Home control and other devices that can run off 12vdc (security panel, home
automation controllers, video modulators multiplexors, cameras, audio
equipment) are connected to the 14vdc rail.
Devices that need other voltages are supplied via DC-DC converters (eg 5vdv
for microcontrollers, router, switches and so on) or DC-AC inverters (eg
24VAC for HVAC)
The 'lower' (0-14vdc) bank of batteries is recharged and powered by a
UL-listed 80 amp Inteli-power (one "l") charger/supply
The 'upper bank' (14-28vdc) is recharged and powered by an 60 amp
Together they provide nominal 60 amps at 28vdc and 20 amps 14vdc =~2000 watts.
A Baldor natural gas 28vdc genset has been purchased (not yet installed) to
kick in during power outages that has additional capacity for additional 28vdc
and 120VAC UPS needs. Controller is a Bouchette A120
The choice of 28vdc was driven in large part because this the highest nominal
voltage that meets the requirements of the under-30-volt sections of the
National Electrical code (NEC). A 14vdc system would require conductors
(wires) with twice the cross-sectional area to have the same distribution IR
This provides isolated, UL-listed, NEC-compliant single-conversion power for
the most/all of critically needed devices including lighting. There is no
interruption whatever if line power goes down because the system is connected
directly to batteries at all times. A power outage simply changes the charging
source from line AC to genset.
The system can be expanded to higher voltages or currents with additional
batteries and chargers. and additional charging sources (eg photovoltaic)
DC Grounding and maintaining isolation of subsystems that need to have
separate "grounds" is _very_ important and a whole 'nuther topic.
HTH ... Marc
Posted by Frank Olson on September 17, 2005, 9:31 pm
Sealed lead acid batteries don't vent hydrogen like a standard wet cell
(that only happens if the charger malfunctions). In fact they're designed
to "recycle" it within the battery. Here's a link to a fairly well known
GS Batteries has been around for many years. They're the only batteries
Edwards installs in their fire alarm systems (in Canada at least). The Rep
for Western Canada used to show a video of the manufacturing plant in Japan.

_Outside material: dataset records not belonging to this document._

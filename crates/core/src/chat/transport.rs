use std::error::Error as StdError;
use std::fmt::{self, Display};

use async_trait::async_trait;

use crate::relay::{Relay, RelayRequest, RelayResponse};

/// Error returned when the relay could not be reached at all.
#[derive(Clone, Debug, PartialEq, Eq, Hash)]
pub struct TransportError {
    message: String,
}

impl TransportError {
    /// Creates an error with the given message.
    #[inline]
    pub fn new<S: Into<String>>(message: S) -> Self {
        Self {
            message: message.into(),
        }
    }

    /// Returns the error message.
    #[inline]
    pub fn message(&self) -> &str {
        &self.message
    }
}

impl Display for TransportError {
    fn fmt(&self, f: &mut fmt::Formatter<'_>) -> fmt::Result {
        write!(f, "{}", self.message)
    }
}

impl StdError for TransportError {}

/// The way a chat session reaches the relay endpoint.
///
/// An error envelope from the relay is a successful transport call; only
/// a relay that cannot be reached (or answers garbage) is a
/// [`TransportError`].
#[async_trait]
pub trait RelayTransport: Send + Sync + 'static {
    /// Sends one relay call and waits for its answer.
    async fn send(
        &self,
        request: RelayRequest,
    ) -> Result<RelayResponse, TransportError>;
}

/// Calls the relay in-process, without HTTP in between.
#[async_trait]
impl RelayTransport for Relay {
    async fn send(
        &self,
        request: RelayRequest,
    ) -> Result<RelayResponse, TransportError> {
        Ok(match self.complete(request).await {
            Ok(success) => RelayResponse::Success(success),
            Err(err) => RelayResponse::Failure(err.to_failure()),
        })
    }
}
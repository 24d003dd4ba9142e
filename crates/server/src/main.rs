use mathbot_server::{AppState, ServerConfig, serve};
use tokio::net::TcpListener;

#[tokio::main]
async fn main() {
    tracing_subscriber::fmt()
        .with_env_filter(tracing_subscriber::EnvFilter::from_default_env())
        .init();

    let config = ServerConfig::from_env();
    let state = AppState::from_config(&config);

    let listener = match TcpListener::bind(config.listen()).await {
        Ok(listener) => listener,
        Err(err) => {
            eprintln!("failed to bind {}: {err}", config.listen());
            std::process::exit(1);
        }
    };
    if let Err(err) = serve(listener, state).await {
        eprintln!("server error: {err}");
        std::process::exit(1);
    }
}
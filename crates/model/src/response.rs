use serde::{Deserialize, Serialize};

/// A completely received answer from the model provider.
#[derive(Clone, Debug, PartialEq, Eq, Hash, Serialize, Deserialize)]
pub struct ModelCompletion {
    /// The provider-assigned identifier of the completion, if any.
    pub id: Option<String>,
    /// The generated text. Providers must report a missing text as an
    /// error of kind [`crate::ErrorKind::MalformedResponse`] instead of
    /// returning an empty completion.
    pub content: String,
    /// The finish reason as reported by the provider (e.g. `"stop"`).
    pub finish_reason: Option<String>,
}
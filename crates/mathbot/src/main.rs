//! A terminal chat with MathBot through a relay endpoint.

#[macro_use]
extern crate tracing;

use mathbot::HttpRelayTransport;
use tokio::io::{self, BufReader};

#[tokio::main(flavor = "current_thread")]
async fn main() {
    tracing_subscriber::fmt()
        .with_env_filter(tracing_subscriber::EnvFilter::from_default_env())
        .init();

    let transport = HttpRelayTransport::from_env();
    debug!("using relay at {}", transport.url());

    // One reader for the whole session, so piped lines are never lost.
    mathbot::cli::run(transport, BufReader::new(io::stdin())).await;
}
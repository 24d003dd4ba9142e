//! A local fake model for testing purpose.

mod preset;

use std::collections::VecDeque;
use std::error::Error as StdError;
use std::fmt::{self, Debug, Display, Formatter};
use std::sync::{Arc, Mutex, MutexGuard};
use std::time::Duration;

use mathbot_model::{
    ErrorKind, ModelCompletion, ModelProvider, ModelProviderError,
    ModelRequest,
};
use tokio::time::sleep;

pub use preset::*;

#[derive(Debug)]
pub struct Error {
    message: &'static str,
    kind: ErrorKind,
}

impl Display for Error {
    fn fmt(&self, f: &mut Formatter<'_>) -> fmt::Result {
        write!(f, "{} ({})", self.message, self.kind)
    }
}

impl StdError for Error {}

impl ModelProviderError for Error {
    #[inline]
    fn kind(&self) -> ErrorKind {
        self.kind
    }
}

#[derive(Default)]
struct Script {
    replies: VecDeque<PresetReply>,
    requests: Vec<ModelRequest>,
    next_id: u64,
}

/// A local fake model for testing purpose.
///
/// Before sending requests, you need to queue the replies, which are
/// consumed one per request in order. If there are no queued replies left,
/// an error will be returned.
///
/// Clones share the same script, so a test can keep one clone to inspect
/// the recorded requests after handing the other one to the code under
/// test.
#[derive(Clone, Default)]
pub struct TestModelProvider {
    script: Arc<Mutex<Script>>,
    delay: Option<Duration>,
}

impl TestModelProvider {
    /// Creates a provider that answers every request in `replies` order.
    pub fn with_replies(replies: impl IntoIterator<Item = PresetReply>) -> Self {
        let provider = Self::default();
        for reply in replies {
            provider.add_reply(reply);
        }
        provider
    }

    #[inline]
    pub fn add_reply(&self, reply: PresetReply) {
        self.script().replies.push_back(reply);
    }

    /// Delays every reply by `duration`.
    #[inline]
    pub fn set_delay(&mut self, duration: Duration) {
        self.delay = Some(duration);
    }

    /// Returns every request received so far, oldest first.
    #[inline]
    pub fn requests(&self) -> Vec<ModelRequest> {
        self.script().requests.clone()
    }

    #[inline]
    pub fn request_count(&self) -> usize {
        self.script().requests.len()
    }

    fn script(&self) -> MutexGuard<'_, Script> {
        // A panicking test thread must not hide the recorded requests.
        self.script.lock().unwrap_or_else(|err| err.into_inner())
    }
}

impl Debug for TestModelProvider {
    fn fmt(&self, f: &mut Formatter<'_>) -> fmt::Result {
        f.debug_struct("TestModelProvider")
            .field("delay", &self.delay)
            .finish_non_exhaustive()
    }
}

impl ModelProvider for TestModelProvider {
    type Error = crate::Error;

    fn send_request(
        &self,
        req: &ModelRequest,
    ) -> impl Future<Output = Result<ModelCompletion, Self::Error>> + Send + 'static
    {
        let (reply, id) = {
            let mut script = self.script();
            script.requests.push(req.clone());
            script.next_id += 1;
            (script.replies.pop_front(), script.next_id)
        };
        let delay = self.delay;

        async move {
            if let Some(delay) = delay {
                sleep(delay).await;
            }
            match reply {
                Some(PresetReply::Text {
                    content,
                    finish_reason,
                }) => Ok(ModelCompletion {
                    id: Some(format!("test:{id}")),
                    content,
                    finish_reason,
                }),
                Some(PresetReply::Failure(failure)) => Err(Error {
                    message: "preset failure",
                    kind: failure.kind(),
                }),
                None => Err(Error {
                    message: "no enough replies",
                    kind: ErrorKind::Other,
                }),
            }
        }
    }
}
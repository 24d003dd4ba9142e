use serde::{Deserialize, Serialize};

/// A request to be sent to the model provider.
#[derive(Clone, Debug, Default, PartialEq, Eq, Hash, Serialize, Deserialize)]
pub struct ModelRequest {
    /// The input messages, oldest first.
    pub messages: Vec<ModelMessage>,
}

/// A complete message.
#[derive(Clone, Debug, PartialEq, Eq, Hash, Serialize, Deserialize)]
#[serde(tag = "role", content = "content", rename_all = "lowercase")]
pub enum ModelMessage {
    /// The system instructions.
    System(String),
    /// A user input text.
    User(String),
    /// An assistant text.
    Assistant(String),
}

impl ModelMessage {
    /// Returns the text carried by this message.
    #[inline]
    pub fn text(&self) -> &str {
        match self {
            ModelMessage::System(text)
            | ModelMessage::User(text)
            | ModelMessage::Assistant(text) => text,
        }
    }
}
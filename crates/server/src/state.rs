//! Application state shared across request handlers.

use mathbot_core::Relay;
use mathbot_mistral_model::MistralProvider;

use crate::ServerConfig;

/// Shared application state.
#[derive(Clone)]
pub struct AppState {
    /// The relay to the model, `None` when no credential is configured.
    pub relay: Option<Relay>,
}

impl AppState {
    /// Creates a state around an already built relay.
    #[inline]
    pub fn new(relay: Option<Relay>) -> Self {
        Self { relay }
    }

    /// Creates a state relaying to Mistral as configured.
    pub fn from_config(config: &ServerConfig) -> Self {
        let relay = match config.mistral() {
            Some(mistral) => {
                info!(
                    "relaying to {} at {}",
                    mistral.model(),
                    mistral.base_url()
                );
                Some(Relay::new(MistralProvider::new(mistral.clone())))
            }
            None => {
                warn!(
                    "MISTRAL_API_KEY is not set, every relay call will fail"
                );
                None
            }
        };
        Self { relay }
    }
}
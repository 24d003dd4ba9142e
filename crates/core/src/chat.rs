//! The chat client: message log, turn state machine and speech toggles.
//!
//! [`ChatState`] records what happened in a session. [`ChatSession`]
//! owns a state on a background task and drives the relay transport and
//! the speech capability from the commands it receives, one at a time.

mod builder;
mod message;
mod speech;
mod state;
mod transport;

use std::sync::Arc;

use tokio::sync::{mpsc, oneshot};
use tracing::Instrument;

pub use builder::ChatSessionBuilder;
pub use message::{APOLOGY, ChatMessage, GREETING};
pub use speech::{NoSpeech, OnEnd, OnTranscript, SpeechCapability, SpeechStyle};
pub use state::{ChatState, TurnStage};
pub use transport::{RelayTransport, TransportError};

use crate::relay::RelayResponse;

type MessageCallback = Box<dyn Fn(&ChatMessage) + Send + Sync>;
type IdleCallback = Box<dyn Fn() + Send + Sync>;

enum Command {
    SetInput(String),
    Submit,
    TurnFinished(Result<RelayResponse, TransportError>),
    OpenExplanation(String),
    CloseExplanation,
    ToggleCapture,
    CaptureTranscript(String),
    CaptureEnded,
    ToggleSpeech,
    SpeechEnded,
    Snapshot(oneshot::Sender<ChatState>),
}

/// A running chat session.
///
/// Methods only enqueue commands, they never block. The session task
/// stops once every handle is dropped and no relay call is in flight.
#[derive(Clone)]
pub struct ChatSession {
    cmd_tx: mpsc::UnboundedSender<Command>,
}

impl ChatSession {
    /// Replaces the text of the input box.
    #[inline]
    pub fn set_input<S: Into<String>>(&self, input: S) {
        self.send(Command::SetInput(input.into()));
    }

    /// Submits the input box. Blank input and submissions made while a
    /// reply is awaited are ignored.
    #[inline]
    pub fn submit(&self) {
        self.send(Command::Submit);
    }

    /// Opens the explanation panel on a message.
    #[inline]
    pub fn open_explanation<S: Into<String>>(&self, message_id: S) {
        self.send(Command::OpenExplanation(message_id.into()));
    }

    /// Closes the explanation panel.
    #[inline]
    pub fn close_explanation(&self) {
        self.send(Command::CloseExplanation);
    }

    /// Starts a voice capture, or stops the running one.
    #[inline]
    pub fn toggle_voice_capture(&self) {
        self.send(Command::ToggleCapture);
    }

    /// Reads the open explanation aloud, or stops reading it.
    #[inline]
    pub fn toggle_speech(&self) {
        self.send(Command::ToggleSpeech);
    }

    /// Returns a copy of the state once every command sent before this
    /// call has been handled.
    pub async fn snapshot(&self) -> Option<ChatState> {
        let (tx, rx) = oneshot::channel();
        self.send(Command::Snapshot(tx));
        rx.await.ok()
    }

    #[inline]
    fn send(&self, cmd: Command) {
        if self.cmd_tx.send(cmd).is_err() {
            warn!("chat session task has stopped");
        }
    }

    fn spawn(task: SessionTask, cmd_rx: mpsc::UnboundedReceiver<Command>) {
        tokio::spawn(
            run_session(task, cmd_rx).instrument(trace_span!("chat session")),
        );
    }
}

struct SessionTask {
    state: ChatState,
    transport: Arc<dyn RelayTransport>,
    speech: Arc<dyn SpeechCapability>,
    speech_style: SpeechStyle,
    cmd_tx: mpsc::WeakUnboundedSender<Command>,
    on_message: Option<MessageCallback>,
    on_idle: Option<IdleCallback>,
}

async fn run_session(
    mut task: SessionTask,
    mut cmd_rx: mpsc::UnboundedReceiver<Command>,
) {
    debug!("started");
    while let Some(cmd) = cmd_rx.recv().await {
        task.handle(cmd);
    }
    debug!("will terminate");
}

impl SessionTask {
    fn handle(&mut self, cmd: Command) {
        match cmd {
            Command::SetInput(input) => self.state.set_input(input),
            Command::Submit => self.submit(),
            Command::TurnFinished(outcome) => {
                let msg = self.state.finish_turn(outcome);
                if let Some(on_message) = &self.on_message {
                    on_message(msg);
                }
                if let Some(on_idle) = &self.on_idle {
                    on_idle();
                }
            }
            Command::OpenExplanation(id) => {
                if self.state.open_explanation(&id).is_none() {
                    debug!("message {id} has no explanation to open");
                }
            }
            Command::CloseExplanation => self.state.close_explanation(),
            Command::ToggleCapture => self.toggle_capture(),
            Command::CaptureTranscript(transcript) => {
                self.state.set_input(transcript);
            }
            Command::CaptureEnded => self.state.set_listening(false),
            Command::ToggleSpeech => self.toggle_speech(),
            Command::SpeechEnded => self.state.set_speaking(false),
            Command::Snapshot(tx) => {
                tx.send(self.state.clone()).ok();
            }
        }
    }

    fn submit(&mut self) {
        let Some(request) = self.state.begin_turn() else {
            return;
        };
        if let (Some(on_message), Some(msg)) =
            (&self.on_message, self.state.messages().last())
        {
            on_message(msg);
        }

        // Holding a strong sender keeps the session alive until the turn
        // is resolved, so the state never stays stuck awaiting a reply.
        let Some(cmd_tx) = self.cmd_tx.upgrade() else {
            return;
        };
        let transport = Arc::clone(&self.transport);
        tokio::spawn(
            async move {
                let outcome = transport.send(request).await;
                cmd_tx.send(Command::TurnFinished(outcome)).ok();
            }
            .instrument(trace_span!("relay call")),
        );
    }

    fn toggle_capture(&mut self) {
        if self.state.is_listening() {
            self.speech.stop_capture();
            self.state.set_listening(false);
            return;
        }
        if self.state.stage() != TurnStage::Idle {
            return;
        }

        let on_transcript = {
            let cmd_tx = self.cmd_tx.clone();
            Box::new(move |transcript: String| {
                if let Some(cmd_tx) = cmd_tx.upgrade() {
                    cmd_tx.send(Command::CaptureTranscript(transcript)).ok();
                }
            })
        };
        let on_end = {
            let cmd_tx = self.cmd_tx.clone();
            Box::new(move || {
                if let Some(cmd_tx) = cmd_tx.upgrade() {
                    cmd_tx.send(Command::CaptureEnded).ok();
                }
            })
        };
        let started = self.speech.start_capture(on_transcript, on_end);
        if !started {
            debug!("voice capture is unavailable");
        }
        self.state.set_listening(started);
    }

    fn toggle_speech(&mut self) {
        if self.state.is_speaking() {
            self.speech.cancel_speech();
            self.state.set_speaking(false);
            return;
        }
        let Some(text) = self.state.explanation() else {
            return;
        };

        let on_end = {
            let cmd_tx = self.cmd_tx.clone();
            Box::new(move || {
                if let Some(cmd_tx) = cmd_tx.upgrade() {
                    cmd_tx.send(Command::SpeechEnded).ok();
                }
            })
        };
        let started = self.speech.speak(text, &self.speech_style, on_end);
        if !started {
            debug!("speech synthesis is unavailable");
        }
        self.state.set_speaking(started);
    }
}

The building was huge (covered many acres), and there were only seven people
working there because everything's automated (at least back in 1987). I'm
not entirely sure that most of the processes weren't controlled by earlier
versions of Elk Magic Modules... :-))
Posted by John Beardmore on September 17, 2005, 9:49 pm
How much hydrogen do you think will be evolved ?
Posted by Marc F Hult on September 17, 2005, 10:22 pm
Depends on how smart the charger is, condition of battery, how quickly you want
to recharge the battery after it has been drained, how deeply you drain cycle
it, how anxious you are to prevent stratification of the electrolyte and
sulfation -- among other things ;-)
If it is a standby systems that is seldom actually used (as opposed to a
diurnally cycled system with eg photovoltaics) the use of a smart charger like
in the url below should keep H2 concentration in even lightly convected air to
below the level of concern for explosion unless the space itself is too small.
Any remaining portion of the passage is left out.